Doch viele fürchten sich vor einem Eingriff, erst recht an der Zahnwurzel. Dabei gibt es gar keinen Grund zur Sorge, wie Dr. Lutz Spanka, Master of Science für Implantologie und Dentalchirurgie sowie Kieferorthopädie im ZahnZentrum NordWest in Hude, erklärt: „Eine sogenannte Wurzelkanalbehandlung erfolgt minimalinvasiv − schädigt also so wenig Zahnmaterial und Gewebe wie möglich − und bietet die Chance, den geschädigten Zahn zu erhalten. Ihn zu ziehen, würde einen viel größeren Eingriff in den Mundraum bedeuten.“

Zahn erhalten

Ziel einer Wurzelkanalbehandlung ist die Rettung des geschädigten Zahns. Unter einer lokalen Betäubung entfernt der Zahnarzt − sofern nötig − kariöse Stellen.
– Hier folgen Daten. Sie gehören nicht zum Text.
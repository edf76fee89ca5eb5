//! Deltas built against the current state of a model. Each builder reads what
//! it needs from the tree (lengths, old values, names) and numbers the
//! operations from `base_version`.

use serde_json::Value;

use crate::{
    delta::{Delta, DeltaKind},
    errors::ModelError,
    model::{Element, Model, Node, Position, Range},
    operation::{
        AttributeOperation, InsertOperation, MoveSpan, Operation, OperationKind, RenameOperation,
        RootAttributeOperation,
    },
};

fn operation(kind: OperationKind) -> Operation { Operation::new(0, kind) }

fn positioned(mut delta: Delta, base_version: u64) -> Delta {
    delta.rebase(base_version);
    delta
}

/// The parent of `position` seen as the element being split, merged into or
/// unwrapped: it has to be an element below a root.
fn element_position(position: &Position) -> Result<Position, ModelError> {
    position.parent_position().ok_or_else(|| {
        ModelError::InvalidArgument(format!("{position} is not inside an element below a root"))
    })
}

fn element_after<'a>(model: &'a Model, position: &Position) -> Result<&'a Element, ModelError> {
    model
        .element_after(position)
        .ok_or_else(|| ModelError::InvalidArgument(format!("no element after {position}")))
}

fn check_flat(range: &Range) -> Result<(), ModelError> {
    if range.is_flat() {
        Ok(())
    } else {
        Err(ModelError::InvalidArgument(format!("{range} is not flat")))
    }
}

impl Delta {
    pub fn insert(position: Position, nodes: Vec<Node>, base_version: u64) -> Delta {
        positioned(
            Delta::new(
                DeltaKind::Insert,
                vec![operation(OperationKind::Insert(InsertOperation::new(position, nodes)))],
            ),
            base_version,
        )
    }

    /// One remove delta per flat part of the range, the last part first so
    /// that the earlier parts keep their positions.
    pub fn remove(model: &Model, range: &Range, base_version: u64) -> Result<Vec<Delta>, ModelError> {
        let mut version = base_version;
        let mut deltas = Vec::new();

        for flat in range.get_minimal_flat_ranges(model)?.into_iter().rev() {
            let how_many = flat.end().offset() - flat.start().offset();
            deltas.push(positioned(
                Delta::new(
                    DeltaKind::Remove,
                    vec![operation(OperationKind::Remove(MoveSpan::removal(
                        flat.start().clone(),
                        how_many,
                    )))],
                ),
                version,
            ));
            version += 1;
        }

        Ok(deltas)
    }

    pub fn move_range(range: &Range, target: Position, base_version: u64) -> Result<Delta, ModelError> {
        check_flat(range)?;

        let how_many = range.end().offset() - range.start().offset();
        Ok(positioned(
            Delta::new(
                DeltaKind::Move,
                vec![operation(OperationKind::Move(MoveSpan::new(
                    range.start().clone(),
                    how_many,
                    target,
                )))],
            ),
            base_version,
        ))
    }

    /// Sets (`Some`) or removes (`None`) an attribute on every node in the
    /// range. Returns `None` when no node would change.
    pub fn attribute(
        model: &Model,
        range: &Range,
        key: &str,
        value: Option<Value>,
        base_version: u64,
    ) -> Result<Option<Delta>, ModelError> {
        let mut operations = Vec::new();

        for flat in range.get_minimal_flat_ranges(model)? {
            let parent = model.parent_of(flat.start())?;
            for (start, end, old_value) in value_runs(parent, flat.start().offset(), flat.end().offset(), key) {
                if old_value == value {
                    continue;
                }

                operations.push(operation(OperationKind::Attribute(AttributeOperation {
                    range: Range::new(flat.start().with_offset(start), flat.start().with_offset(end)),
                    key: key.to_owned(),
                    old_value,
                    new_value: value.clone(),
                })));
            }
        }

        Ok((!operations.is_empty())
            .then(|| positioned(Delta::new(DeltaKind::Attribute, operations), base_version)))
    }

    pub fn root_attribute(
        model: &Model,
        root: &str,
        key: &str,
        value: Option<Value>,
        base_version: u64,
    ) -> Result<Option<Delta>, ModelError> {
        let element = model
            .root(root)
            .ok_or_else(|| ModelError::RootNotFound(root.to_owned()))?;
        let old_value = element.attributes.get(key).cloned();
        if old_value == value {
            return Ok(None);
        }

        Ok(Some(positioned(
            Delta::new(
                DeltaKind::RootAttribute,
                vec![operation(OperationKind::RootAttribute(RootAttributeOperation {
                    root: root.to_owned(),
                    key: key.to_owned(),
                    old_value,
                    new_value: value,
                }))],
            ),
            base_version,
        )))
    }

    pub fn rename(
        model: &Model,
        position: &Position,
        new_name: impl Into<String>,
        base_version: u64,
    ) -> Result<Delta, ModelError> {
        let element = element_after(model, position)?;

        Ok(positioned(
            Delta::new(
                DeltaKind::Rename,
                vec![operation(OperationKind::Rename(RenameOperation {
                    position: position.clone(),
                    old_name: element.name.clone(),
                    new_name: new_name.into(),
                }))],
            ),
            base_version,
        ))
    }

    /// Splits the parent of `position` in two at `position`: an empty clone
    /// of the element is inserted after it and the content after `position`
    /// is moved into the clone.
    pub fn split(model: &Model, position: &Position, base_version: u64) -> Result<Delta, ModelError> {
        let element_position = element_position(position)?;
        let element = element_after(model, &element_position)?;
        let how_many = element
            .max_offset()
            .checked_sub(position.offset())
            .ok_or_else(|| ModelError::InvalidPosition(position.to_string()))?;

        let clone_position = element_position.with_offset(element_position.offset() + 1);

        Ok(positioned(
            Delta::new(
                DeltaKind::Split,
                vec![
                    operation(OperationKind::Insert(InsertOperation::new(
                        clone_position.clone(),
                        vec![Node::Element(element.empty_clone())],
                    ))),
                    operation(OperationKind::Move(MoveSpan::new(
                        position.clone(),
                        how_many,
                        clone_position.child(0),
                    ))),
                ],
            ),
            base_version,
        ))
    }

    /// Merges the elements on both sides of `position`: the content of the
    /// one after it is moved to the end of the one before it, which removes
    /// the emptied element.
    pub fn merge(model: &Model, position: &Position, base_version: u64) -> Result<Delta, ModelError> {
        let previous = match model.node_before(position) {
            Some(Node::Element(element)) => element,
            _ => {
                return Err(ModelError::InvalidArgument(format!(
                    "no element before {position} to merge into"
                )));
            }
        };
        let next = element_after(model, position)?;
        let previous_position = position.with_offset(position.offset() - 1);

        Ok(positioned(
            Delta::new(
                DeltaKind::Merge,
                vec![
                    operation(OperationKind::Move(MoveSpan::new(
                        position.child(0),
                        next.max_offset(),
                        previous_position.child(previous.max_offset()),
                    ))),
                    operation(OperationKind::Remove(MoveSpan::removal(position.clone(), 1))),
                ],
            ),
            base_version,
        ))
    }

    /// Moves the flat range into `wrapper`, which takes its place.
    pub fn wrap(range: &Range, wrapper: Element, base_version: u64) -> Result<Delta, ModelError> {
        check_flat(range)?;
        if !wrapper.children.is_empty() {
            return Err(ModelError::InvalidArgument(format!(
                "wrapper <{}> has to be empty",
                wrapper.name
            )));
        }

        let how_many = range.end().offset() - range.start().offset();

        Ok(positioned(
            Delta::new(
                DeltaKind::Wrap,
                vec![
                    operation(OperationKind::Insert(InsertOperation::new(
                        range.end().clone(),
                        vec![Node::Element(wrapper)],
                    ))),
                    operation(OperationKind::Move(MoveSpan::new(
                        range.start().clone(),
                        how_many,
                        range.end().child(0),
                    ))),
                ],
            ),
            base_version,
        ))
    }

    /// Replaces the element after `position` with its children.
    pub fn unwrap(model: &Model, position: &Position, base_version: u64) -> Result<Delta, ModelError> {
        let how_many = element_after(model, position)?.max_offset();

        Ok(positioned(
            Delta::new(
                DeltaKind::Unwrap,
                vec![
                    operation(OperationKind::Move(MoveSpan::new(
                        position.child(0),
                        how_many,
                        position.clone(),
                    ))),
                    operation(OperationKind::Remove(MoveSpan::removal(
                        position.with_offset(position.offset() + how_many),
                        1,
                    ))),
                ],
            ),
            base_version,
        ))
    }
}

/// Splits `start..end` of `parent` into runs sharing the same value of `key`.
fn value_runs(parent: &Element, start: usize, end: usize, key: &str) -> Vec<(usize, usize, Option<Value>)> {
    let mut runs: Vec<(usize, usize, Option<Value>)> = Vec::new();
    let mut offset = start;

    while offset < end {
        let Some((node, node_start)) = parent.child_at_offset(offset) else {
            break;
        };
        let chunk_end = (node_start + node.offset_size()).min(end);
        let value = node.attributes().get(key).cloned();

        match runs.last_mut() {
            Some((_, run_end, run_value)) if *run_value == value => *run_end = chunk_end,
            _ => runs.push((offset, chunk_end, value)),
        }
        offset = chunk_end;
    }

    runs
}

#[cfg(test)]
mod tests {
    use pretty_assertions::assert_eq;
    use serde_json::json;

    use super::*;
    use crate::model::Text;

    fn pos(path: &[usize]) -> Position { Position::new("main", path.to_vec()) }

    fn model() -> Model {
        // <$root><p>ab<b>cd</b>ef</p><p>gh</p></$root>
        let mut model = Model::new("main", "$root");
        model
            .root_mut("main")
            .unwrap()
            .insert_at_offset(
                0,
                [
                    Element::new("p")
                        .with_children([
                            Node::from("ab"),
                            Text::new("cd").with_attribute("bold", json!(true)).into(),
                            Node::from("ef"),
                        ])
                        .into(),
                    Element::new("p").with_children([Node::from("gh")]).into(),
                ],
            )
            .unwrap();
        model
    }

    fn apply(model: &mut Model, delta: &Delta) {
        for operation in delta.operations() {
            operation.apply(model).unwrap();
        }
    }

    fn texts(model: &Model) -> Vec<String> {
        model
            .root("main")
            .unwrap()
            .children
            .iter()
            .map(|child| child.as_element().map(Element::text_content).unwrap_or_default())
            .collect()
    }

    #[test]
    fn test_attribute_skips_unchanged_runs() {
        let model = model();
        let range = Range::new(pos(&[0, 1]), pos(&[0, 5]));

        let delta = Delta::attribute(&model, &range, "bold", Some(json!(true)), 4)
            .unwrap()
            .unwrap();

        let ranges = delta
            .operations()
            .iter()
            .map(|operation| match &operation.kind {
                OperationKind::Attribute(attribute) => attribute.range.to_string(),
                _ => unreachable!(),
            })
            .collect::<Vec<_>>();
        assert_eq!(ranges, vec!["[main:[0, 1] - [0, 2]]", "[main:[0, 4] - [0, 5]]"]);
        assert_eq!(delta.base_version(), Some(4));
    }

    #[test]
    fn test_attribute_without_change_builds_nothing() {
        let model = model();
        let range = Range::new(pos(&[0, 2]), pos(&[0, 4]));

        assert_eq!(Delta::attribute(&model, &range, "bold", Some(json!(true)), 0).unwrap(), None);
        assert_eq!(Delta::root_attribute(&model, "main", "lang", None, 0).unwrap(), None);
    }

    #[test]
    fn test_split_and_merge() {
        let mut model = model();

        let split = Delta::split(&model, &pos(&[0, 3]), 0).unwrap();
        apply(&mut model, &split);
        assert_eq!(texts(&model), vec!["abc", "def", "gh"]);

        let merge = Delta::merge(&model, &pos(&[1]), 2).unwrap();
        apply(&mut model, &merge);
        assert_eq!(texts(&model), vec!["abcdef", "gh"]);
        assert_eq!(model.graveyard().children.len(), 1);
    }

    #[test]
    fn test_split_at_end_creates_empty_element() {
        let mut model = model();

        let split = Delta::split(&model, &pos(&[1, 2]), 0).unwrap();
        apply(&mut model, &split);

        assert_eq!(texts(&model), vec!["abcdef", "gh", ""]);
    }

    #[test]
    fn test_wrap_and_unwrap() {
        let mut model = model();

        let wrap = Delta::wrap(&Range::new(pos(&[0]), pos(&[2])), Element::new("quote"), 0).unwrap();
        apply(&mut model, &wrap);
        assert_eq!(model.element_at("main", &[0]).unwrap().name, "quote");
        assert_eq!(model.element_at("main", &[0]).unwrap().children.len(), 2);

        let unwrap = Delta::unwrap(&model, &pos(&[0]), 2).unwrap();
        apply(&mut model, &unwrap);
        assert_eq!(texts(&model), vec!["abcdef", "gh"]);
    }

    #[test]
    fn test_remove_goes_backwards() {
        let model = model();
        let range = Range::new(pos(&[0, 4]), pos(&[1, 1]));

        let deltas = Delta::remove(&model, &range, 0).unwrap();

        let sources = deltas
            .iter()
            .map(|delta| delta.operations()[0].move_span().unwrap().source_position.to_string())
            .collect::<Vec<_>>();
        assert_eq!(sources, vec!["main:[1, 0]", "main:[0, 4]"]);
        assert_eq!(deltas[1].base_version(), Some(1));
    }

    #[test]
    fn test_invalid_targets() {
        let model = model();

        assert!(matches!(Delta::split(&model, &pos(&[1]), 0), Err(ModelError::InvalidArgument(_))));
        assert!(matches!(Delta::merge(&model, &pos(&[0]), 0), Err(ModelError::InvalidArgument(_))));
        assert!(matches!(
            Delta::wrap(&Range::new(pos(&[0, 1]), pos(&[1, 1])), Element::new("quote"), 0),
            Err(ModelError::InvalidArgument(_))
        ));
    }
}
Anschließend entnimmt er durch eine kleine Öffnung im Zahn die entzündete Pulpa und weitet mithilfe hochflexibler Spezialinstrumente die Wurzelkanäle. Aufgrund der Betäubung verspüren Patienten bei diesem Vorgang keinerlei Schmerzen. Als Nächstes desinfizieren spezielle Spüllösungen die geweiteten
Kanäle und befreien sie von schädlichen Bakterien.
Zum Abschluss verschließt der Zahnarzt die Wurzelkanäle mit einem Füllmaterial.
Da wurzelbehandelte Zähne durch die Behandlung mechanisch geschwächt sind und bei Belastung eine gewisse Bruchgefahr besteht, ist es sinnvoll, sie zusätzlich durch einen sogenannten Wurzelstift und eine Krone dauerhaft zu stabilisieren. Außerdem sollten Patienten nach dem Eingriff auf harte Lebensmittel wie Nüsse oder Karotten verzichten. Grundsätzlich hält ein wurzelbehandelter Zahn jedoch genauso lange wie ein vitaler Zahn.

Schmerzhafte Entzündung

Eine Pulpitis entsteht, wenn Bakterien in das Gewebe eindringen, zum Beispiel über kariöse Löcher oder besonders tiefe Zahnfleischtaschen. Um die starken Schmerzen zu beheben, wird heutzutage in vielen Fällen eine Wurzelkanalbehandlung durchgeführt. (red)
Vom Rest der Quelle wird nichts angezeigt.